• _WHAT NEEDS TO BE DONE_:
Set down a word-for-word copy of the data below, limited to the lines from the first through the line with "cannot be fetched.".
(RECORDS FOR PROCESSING begins)
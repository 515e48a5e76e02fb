use std::{
    collections::{HashMap, HashSet},
    path::Path,
    sync::{
        Mutex,
        atomic::{AtomicUsize, Ordering},
    },
    time::Duration,
};

use chrono::{DateTime, Utc};
use indexmap::IndexMap;
use sqlx::prelude::FromRow;
use tokio_util::sync::CancellationToken;

use crate::{
    config::PipelineConfig,
    deploy::local::db::{self, LocalWarehouse},
    job::{
        JobError, JobExecutor, RunSummary,
        storage::{
            extract, objstore,
            warehouse::{self, Client as _},
        },
    },
    model::{ObjectRef, OutputRecord},
    progress::RecordingReporter,
    retry::Transient,
};

mod cancel;
mod pipeline;

const TABLE: &str = "docs";

#[derive(Debug, thiserror::Error)]
#[error("{message}")]
pub struct FakeError {
    message: String,
    transient: bool,
    unsupported: bool,
}

impl FakeError {
    fn transient(message: impl Into<String>) -> Self {
        Self {
            message: message.into(),
            transient: true,
            unsupported: false,
        }
    }

    fn permanent(message: impl Into<String>) -> Self {
        Self {
            message: message.into(),
            transient: false,
            unsupported: false,
        }
    }
}

impl Transient for FakeError {
    fn is_transient(&self) -> bool {
        self.transient
    }
}

/// In-memory object store. Paths listed in `missing` are listed but cannot be fetched.
#[derive(Default)]
pub struct MemoryStore {
    objects: IndexMap<String, bytes::Bytes>,
    missing: HashSet<String>,
    list_unavailable: bool,
    list_calls: AtomicUsize,
}

impl MemoryStore {
    fn with(objects: &[(&str, &str)]) -> Self {
        Self {
            objects: objects
                .iter()
                .map(|(path, text)| {
                    (
                        path.to_string(),
                        bytes::Bytes::copy_from_slice(text.as_bytes()),
                    )
                })
                .collect(),
            ..Default::default()
        }
    }
}

impl objstore::Client for MemoryStore {
    type Error = FakeError;

    async fn list(&self, prefix: &str) -> Result<Vec<ObjectRef>, Self::Error> {
        self.list_calls.fetch_add(1, Ordering::SeqCst);
        if self.list_unavailable {
            return Err(FakeError::transient("connection refused"));
        }
        Ok(self
            .objects
            .iter()
            .filter(|(path, _)| path.starts_with(prefix))
            .map(|(path, bytes)| ObjectRef {
                path: path.clone(),
                size: bytes.len() as u64,
                last_modified: None,
            })
            .collect())
    }

    async fn get(&self, path: &str) -> Result<bytes::Bytes, Self::Error> {
        if self.missing.contains(path) {
            return Err(FakeError::permanent(format!("NoSuchKey: {path}")));
        }
        self.objects
            .get(path)
            .cloned()
            .ok_or_else(|| FakeError::permanent(format!("NoSuchKey: {path}")))
    }
}

/// Extractor whose behavior per file name is scripted by the test.
#[derive(Default)]
pub struct ScriptedExtractor {
    /// Transient failures left before the file succeeds.
    flaky: Mutex<HashMap<String, u32>>,
    rejected: HashSet<String>,
    /// Cancelled as soon as any document is understood.
    cancel_on_call: Option<CancellationToken>,
    /// Time each call takes; 5ms when unset.
    delay: Option<Duration>,
    calls: Mutex<Vec<String>>,
    in_flight: AtomicUsize,
    max_in_flight: AtomicUsize,
}

impl ScriptedExtractor {
    fn calls_for(&self, file_name: &str) -> usize {
        self.calls
            .lock()
            .unwrap()
            .iter()
            .filter(|name| *name == file_name)
            .count()
    }
}

impl extract::Client for ScriptedExtractor {
    type Error = FakeError;

    fn name(&self) -> &str {
        "scripted"
    }

    fn is_unsupported(error: &Self::Error) -> bool {
        error.unsupported
    }

    async fn understand(
        &self,
        staged: &Path,
        file_name: &str,
    ) -> Result<extract::Understanding, Self::Error> {
        self.calls.lock().unwrap().push(file_name.to_string());
        let current = self.in_flight.fetch_add(1, Ordering::SeqCst) + 1;
        self.max_in_flight.fetch_max(current, Ordering::SeqCst);
        tokio::time::sleep(self.delay.unwrap_or(Duration::from_millis(5))).await;
        self.in_flight.fetch_sub(1, Ordering::SeqCst);

        if let Some(cancel) = &self.cancel_on_call {
            cancel.cancel();
        }
        if self.rejected.contains(file_name) {
            return Err(FakeError {
                message: "unsupported media type".into(),
                transient: false,
                unsupported: true,
            });
        }
        {
            let mut flaky = self.flaky.lock().unwrap();
            if let Some(left) = flaky.get_mut(file_name).filter(|left| **left > 0) {
                *left -= 1;
                return Err(FakeError::transient("request timed out"));
            }
        }
        let text = tokio::fs::read_to_string(staged).await.unwrap_or_default();
        if text.trim().is_empty() {
            return Ok(extract::Understanding::default());
        }
        Ok(extract::Understanding {
            markdown: text.clone(),
            chunks: vec![extract::UnderstoodChunk {
                text,
                chunk_type: "text".into(),
                chunk_id: Some("c0".into()),
                grounding: Vec::new(),
            }],
        })
    }
}

/// SQLite warehouse whose upserts fail for scripted paths.
pub struct FailingWarehouse {
    inner: db::Client,
    /// Paths whose upsert always fails permanently.
    broken: HashSet<String>,
    /// Transient upsert failures left per path.
    flaky: Mutex<HashMap<String, u32>>,
    upserts: Mutex<Vec<String>>,
}

impl FailingWarehouse {
    fn new(inner: db::Client) -> Self {
        Self {
            inner,
            broken: HashSet::new(),
            flaky: Mutex::default(),
            upserts: Mutex::default(),
        }
    }

    fn upserts_for(&self, path: &str) -> usize {
        self.upserts
            .lock()
            .unwrap()
            .iter()
            .filter(|upserted| *upserted == path)
            .count()
    }
}

impl warehouse::Client for FailingWarehouse {
    type Error = FakeError;

    async fn create_table(&self, table: &str) -> Result<(), Self::Error> {
        self.inner
            .create_table(table)
            .await
            .map_err(|error| FakeError::permanent(error.to_string()))
    }

    async fn upsert(&self, table: &str, record: &OutputRecord) -> Result<(), Self::Error> {
        let path = record.file_path.clone();
        self.upserts.lock().unwrap().push(path.clone());
        if self.broken.contains(&path) {
            return Err(FakeError::permanent(format!("constraint violated for {path}")));
        }
        {
            let mut flaky = self.flaky.lock().unwrap();
            if let Some(left) = flaky.get_mut(&path).filter(|left| **left > 0) {
                *left -= 1;
                return Err(FakeError::transient("warehouse busy"));
            }
        }
        self.inner
            .upsert(table, record)
            .await
            .map_err(|error| FakeError::permanent(error.to_string()))
    }

    async fn processed_paths(&self, table: &str) -> Result<HashSet<String>, Self::Error> {
        self.inner
            .processed_paths(table)
            .await
            .map_err(|error| FakeError::permanent(error.to_string()))
    }
}

#[derive(FromRow, Debug)]
struct DocRow {
    file_name: String,
    file_path: String,
    process_date: DateTime<Utc>,
    extracted_content: String,
}

impl DocRow {
    fn content(&self) -> serde_json::Value {
        serde_json::from_str(&self.extracted_content).unwrap()
    }
}

async fn rows(warehouse: &LocalWarehouse) -> Vec<DocRow> {
    sqlx::query_as::<_, DocRow>(&format!(
        "SELECT file_name, file_path, process_date, extracted_content FROM {TABLE} ORDER BY file_path"
    ))
    .fetch_all(warehouse.pool())
    .await
    .unwrap()
}

fn pipeline() -> PipelineConfig {
    PipelineConfig {
        retry_backoff_ms: 1,
        ..Default::default()
    }
}

struct Harness {
    warehouse: LocalWarehouse,
    executor: JobExecutor<MemoryStore, ScriptedExtractor, db::Client>,
    reporter: RecordingReporter,
}

impl Harness {
    async fn new(store: MemoryStore, extractor: ScriptedExtractor) -> Self {
        let warehouse = LocalWarehouse::open("sqlite::memory:").await.unwrap();
        let executor = JobExecutor {
            store,
            extractor,
            warehouse: warehouse.client(),
        };
        Self {
            warehouse,
            executor,
            reporter: RecordingReporter::default(),
        }
    }

    async fn run(
        &self,
        config: &PipelineConfig,
        cancel: &CancellationToken,
    ) -> Result<RunSummary, JobError<FakeError, db::Error>> {
        self.executor
            .run(TABLE, config, &self.reporter, cancel)
            .await
    }
}

#[tokio::test]
async fn fixture_config_runs_on_local_backends() {
    use crate::{
        config::Config,
        deploy::{AnyExtractor, AnyStore, AnyWarehouse},
        job::storage::warehouse::Client as _,
    };

    let config = Config::load("src/tests/fixtures/config.yaml").await.unwrap();
    config.validate().unwrap();
    let executor = JobExecutor {
        store: AnyStore::from_config(&config.storage).await,
        extractor: AnyExtractor::from_config(&config.extractor).unwrap(),
        warehouse: AnyWarehouse::from_config(&config.warehouse).await.unwrap(),
    };
    let summary = executor
        .run(
            &config.warehouse.table,
            &config.pipeline,
            &RecordingReporter::default(),
            &CancellationToken::new(),
        )
        .await
        .unwrap();
    assert_eq!(summary.listed, 1);
    assert_eq!(summary.done, 1);

    let paths = executor
        .warehouse
        .processed_paths(&config.warehouse.table)
        .await
        .unwrap();
    assert_eq!(paths, HashSet::from(["invoices/jan.pdf".to_string()]));

    // Nothing new on the second run.
    let summary = executor
        .run(
            &config.warehouse.table,
            &config.pipeline,
            &RecordingReporter::default(),
            &CancellationToken::new(),
        )
        .await
        .unwrap();
    assert_eq!(summary.skipped, 1);
    assert_eq!(summary.done, 0);
}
(RECORDS FOR PROCESSING ends)
• _WRITTEN RESPONSE_:
repository 515e48a5e76e02fb
use std::{
    collections::{HashMap, HashSet},
    path::Path,
    sync::{
        Mutex,
        atomic::{AtomicUsize, Ordering},
    },
    time::Duration,
};

use chrono::{DateTime, Utc};
use indexmap::IndexMap;
use sqlx::prelude::FromRow;
use tokio_util::sync::CancellationToken;

use crate::{
    config::PipelineConfig,
    deploy::local::db::{self, LocalWarehouse},
    job::{
        JobError, JobExecutor, RunSummary,
        storage::{
            extract, objstore,
            warehouse::{self, Client as _},
        },
    },
    model::{ObjectRef, OutputRecord},
    progress::RecordingReporter,
    retry::Transient,
};

mod cancel;
mod pipeline;

const TABLE: &str = "docs";

#[derive(Debug, thiserror::Error)]
#[error("{message}")]
pub struct FakeError {
    message: String,
    transient: bool,
    unsupported: bool,
}

impl FakeError {
    fn transient(message: impl Into<String>) -> Self {
        Self {
            message: message.into(),
            transient: true,
            unsupported: false,
        }
    }

    fn permanent(message: impl Into<String>) -> Self {
        Self {
            message: message.into(),
            transient: false,
            unsupported: false,
        }
    }
}

impl Transient for FakeError {
    fn is_transient(&self) -> bool {
        self.transient
    }
}

/// In-memory object store. Paths listed in `missing` are listed but cannot be fetched.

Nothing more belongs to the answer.